Moment wydania przesyłki przez przewoźnika decyduje o tym, kto staje się uprawnionym do dochodzenia roszczeń od przewoźnika w razie uszkodzenia towaru. Z praktyki wynika, że droga do dochodzenia odszkodowania jest często upraszczana i poszczególni przedsiębiorcy w łańcuchu usługi przewozowej rozliczają szkodę wystawiając między sobą noty obciążeniowe. W efekcie wygląda to tak, że odszkodowania od przewoźnika, żąda albo nadawca albo firma spedycyjna będąca zleceniodawcą danego przewozu. Jest to nieprawidłowe działanie, gdyż w tego typu sytuacjach nie stosuje się ogólnych zasady odpowiedzialności za nienależyte wykonanie kontraktu. Kto zatem może żądać odszkodowania w relacji dostawca towaru – firma spedycyjna – przewoźnik – odbiorca towaru, odpowiedź wynika wprost z konwencji CMR.

Ratyfikacja konwencji CMR spowodowała, że stała się ona częścią wewnętrznego porządku prawnego Polski, a więc jest prawem powszechnie obowiązującym. W sprawie, w której nie zachodzą przesłanki wyłączające zastosowanie Konwencji CMR, stosuje się jej przepisy.

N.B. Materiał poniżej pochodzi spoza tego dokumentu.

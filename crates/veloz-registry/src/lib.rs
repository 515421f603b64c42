//! Venue REST metadata for Veloz.
//!
//! Instrument discovery and the recent-volume lookup used by the slippage
//! model.

pub mod client;
pub mod error;

pub use client::{MarketClient, VolumeSource, DEFAULT_REST_URL};
pub use error::{RegistryError, RegistryResult};
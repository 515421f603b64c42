//! Per-session latency window and percentile reports.
//!
//! Samples accumulate in three bounded buffers. Every `report_every`
//! accepted ticks a report is computed from whatever the buffers hold and
//! the buffers are cleared, so consecutive reports never share samples.

use crate::error::{TelemetryError, TelemetryResult};
use serde::Serialize;
use std::collections::VecDeque;
use std::fmt;
use std::time::{Duration, Instant};

/// Capacity of each latency buffer.
pub const WINDOW_CAPACITY: usize = 100;

/// Durations measured for one accepted tick, in milliseconds.
#[derive(Debug, Clone, Copy, PartialEq)]
pub struct LatencySample {
    /// Since the previous accepted tick; zero for the first.
    pub arrival_gap_ms: f64,
    pub processing_ms: f64,
    pub dispatch_ms: f64,
}

/// Three bounded FIFO buffers; the oldest sample is dropped when full.
#[derive(Debug, Clone)]
pub struct LatencyWindow {
    arrival: VecDeque<f64>,
    processing: VecDeque<f64>,
    dispatch: VecDeque<f64>,
    capacity: usize,
}

impl Default for LatencyWindow {
    fn default() -> Self {
        Self::new(WINDOW_CAPACITY)
    }
}

impl LatencyWindow {
    pub fn new(capacity: usize) -> Self {
        Self {
            arrival: VecDeque::with_capacity(capacity),
            processing: VecDeque::with_capacity(capacity),
            dispatch: VecDeque::with_capacity(capacity),
            capacity,
        }
    }

    pub fn push(&mut self, sample: LatencySample) {
        push_bounded(&mut self.arrival, sample.arrival_gap_ms, self.capacity);
        push_bounded(&mut self.processing, sample.processing_ms, self.capacity);
        push_bounded(&mut self.dispatch, sample.dispatch_ms, self.capacity);
    }

    /// Number of samples held (all three buffers move together).
    pub fn len(&self) -> usize {
        self.processing.len()
    }

    pub fn is_empty(&self) -> bool {
        self.processing.is_empty()
    }

    pub fn clear(&mut self) {
        self.arrival.clear();
        self.processing.clear();
        self.dispatch.clear();
    }

    pub fn arrival(&self) -> &VecDeque<f64> {
        &self.arrival
    }

    pub fn processing(&self) -> &VecDeque<f64> {
        &self.processing
    }

    pub fn dispatch(&self) -> &VecDeque<f64> {
        &self.dispatch
    }
}

fn push_bounded(buf: &mut VecDeque<f64>, value: f64, capacity: usize) {
    if buf.len() == capacity {
        buf.pop_front();
    }
    buf.push_back(value);
}

/// Median and 99th percentile of one buffer.
#[derive(Debug, Clone, Copy, PartialEq, Serialize)]
pub struct Percentiles {
    pub p50: f64,
    pub p99: f64,
}

impl Percentiles {
    /// Median averages the two middle values on even counts; p99 is the
    /// sorted element at `floor(len * 0.99)`.
    pub fn compute(values: &VecDeque<f64>) -> Option<Self> {
        if values.is_empty() {
            return None;
        }
        let mut sorted: Vec<f64> = values.iter().copied().collect();
        sorted.sort_by(f64::total_cmp);

        let n = sorted.len();
        let p50 = if n % 2 == 1 {
            sorted[n / 2]
        } else {
            (sorted[n / 2 - 1] + sorted[n / 2]) / 2.0
        };
        let idx = ((n as f64 * 0.99).floor() as usize).min(n - 1);

        Some(Self {
            p50,
            p99: sorted[idx],
        })
    }
}

/// Periodic latency summary.
#[derive(Debug, Clone, Copy, PartialEq, Serialize)]
pub struct LatencyReport {
    /// Samples the report was computed from.
    pub samples: usize,
    /// Accepted ticks since the session started.
    pub total_ticks: u64,
    pub arrival_ms: Percentiles,
    pub processing_ms: Percentiles,
    pub dispatch_ms: Percentiles,
}

impl fmt::Display for LatencyReport {
    fn fmt(&self, f: &mut fmt::Formatter<'_>) -> fmt::Result {
        write!(
            f,
            "Processing p50={:.3}ms p99={:.3}ms | Dispatch p50={:.3}ms p99={:.3}ms | Arrival p50={:.3}ms p99={:.3}ms ({} samples)",
            self.processing_ms.p50,
            self.processing_ms.p99,
            self.dispatch_ms.p50,
            self.dispatch_ms.p99,
            self.arrival_ms.p50,
            self.arrival_ms.p99,
            self.samples
        )
    }
}

/// Owns one session's window and report cadence.
#[derive(Debug)]
pub struct LatencyTracker {
    window: LatencyWindow,
    report_every: u64,
    total_ticks: u64,
    last_arrival: Option<Instant>,
}

impl LatencyTracker {
    pub fn new(report_every: u64) -> TelemetryResult<Self> {
        if report_every == 0 {
            return Err(TelemetryError::InvalidConfig(
                "report_every must be >= 1".to_string(),
            ));
        }
        Ok(Self {
            window: LatencyWindow::default(),
            report_every,
            total_ticks: 0,
            last_arrival: None,
        })
    }

    pub fn window(&self) -> &LatencyWindow {
        &self.window
    }

    pub fn total_ticks(&self) -> u64 {
        self.total_ticks
    }

    /// Record an accepted tick that arrived at `arrived_at`.
    ///
    /// Returns a report, and clears the window, on every `report_every`-th
    /// tick.
    pub fn record(
        &mut self,
        arrived_at: Instant,
        processing: Duration,
        dispatch: Duration,
    ) -> Option<LatencyReport> {
        let arrival_gap = self
            .last_arrival
            .map(|prev| arrived_at.saturating_duration_since(prev))
            .unwrap_or(Duration::ZERO);
        self.last_arrival = Some(arrived_at);

        self.window.push(LatencySample {
            arrival_gap_ms: as_ms(arrival_gap),
            processing_ms: as_ms(processing),
            dispatch_ms: as_ms(dispatch),
        });
        self.total_ticks += 1;

        if self.total_ticks % self.report_every != 0 {
            return None;
        }

        let report = self.report();
        self.window.clear();
        report
    }

    /// Report over the current window without clearing it.
    pub fn report(&self) -> Option<LatencyReport> {
        Some(LatencyReport {
            samples: self.window.len(),
            total_ticks: self.total_ticks,
            arrival_ms: Percentiles::compute(self.window.arrival())?,
            processing_ms: Percentiles::compute(self.window.processing())?,
            dispatch_ms: Percentiles::compute(self.window.dispatch())?,
        })
    }
}

pub fn as_ms(d: Duration) -> f64 {
    d.as_secs_f64() * 1000.0
}

#[cfg(test)]
mod tests {
    use super::*;

    fn ms(v: u64) -> Duration {
        Duration::from_millis(v)
    }

    #[test]
    fn test_window_never_exceeds_capacity() {
        let mut window = LatencyWindow::new(3);
        for i in 0..10 {
            window.push(LatencySample {
                arrival_gap_ms: i as f64,
                processing_ms: i as f64,
                dispatch_ms: i as f64,
            });
            assert!(window.len() <= 3);
        }
        assert_eq!(window.processing().iter().copied().collect::<Vec<_>>(), vec![7.0, 8.0, 9.0]);
    }

    #[test]
    fn test_percentiles() {
        let values: VecDeque<f64> = (1..=100).map(|v| v as f64).collect();
        let p = Percentiles::compute(&values).unwrap();
        assert_eq!(p.p50, 50.5);
        assert_eq!(p.p99, 100.0);

        let odd: VecDeque<f64> = [3.0, 1.0, 2.0].into_iter().collect();
        let p = Percentiles::compute(&odd).unwrap();
        assert_eq!(p.p50, 2.0);
        assert_eq!(p.p99, 3.0);

        assert!(Percentiles::compute(&VecDeque::new()).is_none());
    }

    #[test]
    fn test_report_every_hundred_then_clear() {
        let mut tracker = LatencyTracker::new(100).unwrap();
        let start = Instant::now();

        for i in 0..99 {
            let at = start + ms(i * 10);
            assert!(tracker.record(at, ms(1), ms(0)).is_none());
            assert!(tracker.window().len() <= WINDOW_CAPACITY);
        }

        let report = tracker
            .record(start + ms(990), ms(2), ms(0))
            .expect("100th tick reports");
        assert_eq!(report.samples, 100);
        assert_eq!(report.total_ticks, 100);
        assert_eq!(report.processing_ms.p99, 2.0);
        assert!((report.arrival_ms.p50 - 10.0).abs() < 1e-9);
        assert!(tracker.window().is_empty());

        assert!(tracker.record(start + ms(1000), ms(1), ms(0)).is_none());
        assert_eq!(tracker.window().len(), 1);
    }

    #[test]
    fn test_first_arrival_gap_is_zero() {
        let mut tracker = LatencyTracker::new(1).unwrap();
        let report = tracker.record(Instant::now(), ms(1), ms(1)).unwrap();
        assert_eq!(report.arrival_ms.p50, 0.0);
    }

    #[test]
    fn test_zero_cadence_rejected() {
        assert!(LatencyTracker::new(0).is_err());
    }

    #[test]
    fn test_report_display() {
        let mut tracker = LatencyTracker::new(1).unwrap();
        let report = tracker.record(Instant::now(), ms(1), ms(0)).unwrap();
        assert!(report.to_string().starts_with("Processing p50=1.000ms"));
    }
}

Zgodnie z generalną zasadą wyrażoną w Konwencji CMR przewoźnik odpowiada za całkowite lub częściowe uszkodzenie w czasie między przyjęciem towaru a jego wydaniem. Nie ulega przy tym wątpliwości, mając na względzie zapisy konwencji CMR, że osobą legitymowaną do dochodzenia roszczeń odszkodowawczych z tytułu szkód w substancji towaru jest nadawca albo odbiorca, w zależności od tego, któremu z nich przysługuje prawo rozporządzania towarem. Po przybyciu towaru do miejsca docelowego odbiorca ma prawo żądać od przewoźnika jego wydania i od tego momentu nadawca traci prawo rozporządzania towarem, które przechodzi właśnie na odbiorcę. Prawo rozporządzania towarem wygasa po stronie nadawcy z mocy art. 12 ust. 2 Konwencji CMR z chwilą wykonania przez odbiorcę uprawnień, o których mowa w art. 13 ust. 1 Konwencji CMR, a postacią substytutu tego prawa do rozporządzania towarem jest m.in. dochodzenie roszczeń odszkodowawczych.

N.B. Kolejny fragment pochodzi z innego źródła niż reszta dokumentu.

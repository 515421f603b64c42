//! HTTP client for the venue's public REST endpoints.

use crate::error::{RegistryError, RegistryResult};
use async_trait::async_trait;
use reqwest::Client;
use serde::de::DeserializeOwned;
use serde::Deserialize;
use std::time::Duration;
use tracing::{debug, info};

/// Public REST base URL.
pub const DEFAULT_REST_URL: &str = "https://www.okx.com";

/// Default timeout for API requests.
const DEFAULT_TIMEOUT: Duration = Duration::from_secs(2);

/// Recent traded volume lookup.
#[async_trait]
pub trait VolumeSource: Send + Sync {
    /// 24h traded volume for `inst_id`.
    async fn volume_24h(&self, inst_id: &str) -> RegistryResult<f64>;
}

/// Response envelope shared by the v5 endpoints.
#[derive(Debug, Deserialize)]
struct Envelope<T> {
    code: String,
    #[serde(default)]
    msg: String,
    #[serde(default = "Vec::new")]
    data: Vec<T>,
}

#[derive(Debug, Deserialize)]
struct RawTicker {
    #[serde(rename = "vol24h", default)]
    vol_24h: Option<String>,
}

#[derive(Debug, Deserialize)]
struct RawInstrument {
    #[serde(rename = "instId")]
    inst_id: String,
    #[serde(default)]
    state: String,
}

/// Client for instrument and ticker metadata.
pub struct MarketClient {
    client: Client,
    base_url: String,
}

impl MarketClient {
    /// Create a client with the default 2 s timeout.
    pub fn new(base_url: impl Into<String>) -> RegistryResult<Self> {
        Self::with_timeout(base_url, DEFAULT_TIMEOUT)
    }

    pub fn with_timeout(base_url: impl Into<String>, timeout: Duration) -> RegistryResult<Self> {
        let client = Client::builder()
            .timeout(timeout)
            .build()
            .map_err(|e| RegistryError::HttpClient(format!("Failed to create HTTP client: {e}")))?;

        Ok(Self {
            client,
            base_url: base_url.into().trim_end_matches('/').to_string(),
        })
    }

    /// Identifiers of live instruments of `inst_type` (e.g. "SPOT").
    pub async fn fetch_instruments(&self, inst_type: &str) -> RegistryResult<Vec<String>> {
        let url = format!("{}/api/v5/public/instruments", self.base_url);
        info!(%url, inst_type, "Fetching instruments");

        let raw: Vec<RawInstrument> = self.get(&url, &[("instType", inst_type)]).await?;
        let live = live_instruments(raw);

        info!(count = live.len(), "Fetched live instruments");
        Ok(live)
    }

    /// 24h traded volume from the ticker endpoint.
    pub async fn fetch_volume_24h(&self, inst_id: &str) -> RegistryResult<f64> {
        let url = format!("{}/api/v5/market/ticker", self.base_url);
        let raw: Vec<RawTicker> = self.get(&url, &[("instId", inst_id)]).await?;
        let volume = ticker_volume(raw)?;
        debug!(inst_id, volume, "Fetched 24h volume");
        Ok(volume)
    }

    async fn get<T: DeserializeOwned>(
        &self,
        url: &str,
        query: &[(&str, &str)],
    ) -> RegistryResult<Vec<T>> {
        let response = self
            .client
            .get(url)
            .query(query)
            .send()
            .await
            .map_err(|e| RegistryError::HttpClient(format!("HTTP request failed: {e}")))?;

        let status = response.status();
        if !status.is_success() {
            let body = response.text().await.unwrap_or_default();
            return Err(RegistryError::HttpClient(format!("HTTP {status}: {body}")));
        }

        let body: serde_json::Value = response
            .json()
            .await
            .map_err(|e| RegistryError::HttpClient(format!("Failed to parse response: {e}")))?;

        unwrap_envelope(body)
    }
}

#[async_trait]
impl VolumeSource for MarketClient {
    async fn volume_24h(&self, inst_id: &str) -> RegistryResult<f64> {
        self.fetch_volume_24h(inst_id).await
    }
}

fn unwrap_envelope<T: DeserializeOwned>(body: serde_json::Value) -> RegistryResult<Vec<T>> {
    let envelope: Envelope<T> = serde_json::from_value(body)?;
    if envelope.code != "0" {
        return Err(RegistryError::Api {
            code: envelope.code,
            msg: envelope.msg,
        });
    }
    Ok(envelope.data)
}

fn live_instruments(raw: Vec<RawInstrument>) -> Vec<String> {
    raw.into_iter()
        .filter(|i| i.state == "live")
        .map(|i| i.inst_id)
        .collect()
}

fn ticker_volume(raw: Vec<RawTicker>) -> RegistryResult<f64> {
    let value = raw
        .into_iter()
        .next()
        .and_then(|t| t.vol_24h)
        .ok_or(RegistryError::MissingField("vol24h"))?;

    let volume: f64 = value
        .trim()
        .parse()
        .map_err(|e| RegistryError::ParseError(format!("vol24h '{value}': {e}")))?;

    if !(volume >= 0.0 && volume.is_finite()) {
        return Err(RegistryError::ParseError(format!("vol24h out of range: {volume}")));
    }
    Ok(volume)
}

Z chwilą więc bezspornego przekazania odbiorcy za pokwitowaniem przesyłki wraz z drugim egzemplarzem listu przewozowego to już tylko odbiorca, a nie nadawca uprawniony jest do dochodzenia roszczeń odszkodowawczych z tytułu szkód w przesyłce i to nawet niezależnie od tego, gdzie ta przesyłka się znajduje. Wysyłający nie ma więc czynnej legitymacji materialnoprawnej do dochodzenia roszczeń od swego kontrahenta, tj. przewoźnika, a to wobec bezspornego faktu, że z chwilą wydania za pokwitowaniem odbiorcy towaru wraz z drugim egzemplarzem listu przewozowego wygasło prawo nadawcy do rozporządzania towarem (art. 12 ust. 2 Konwencji CMR).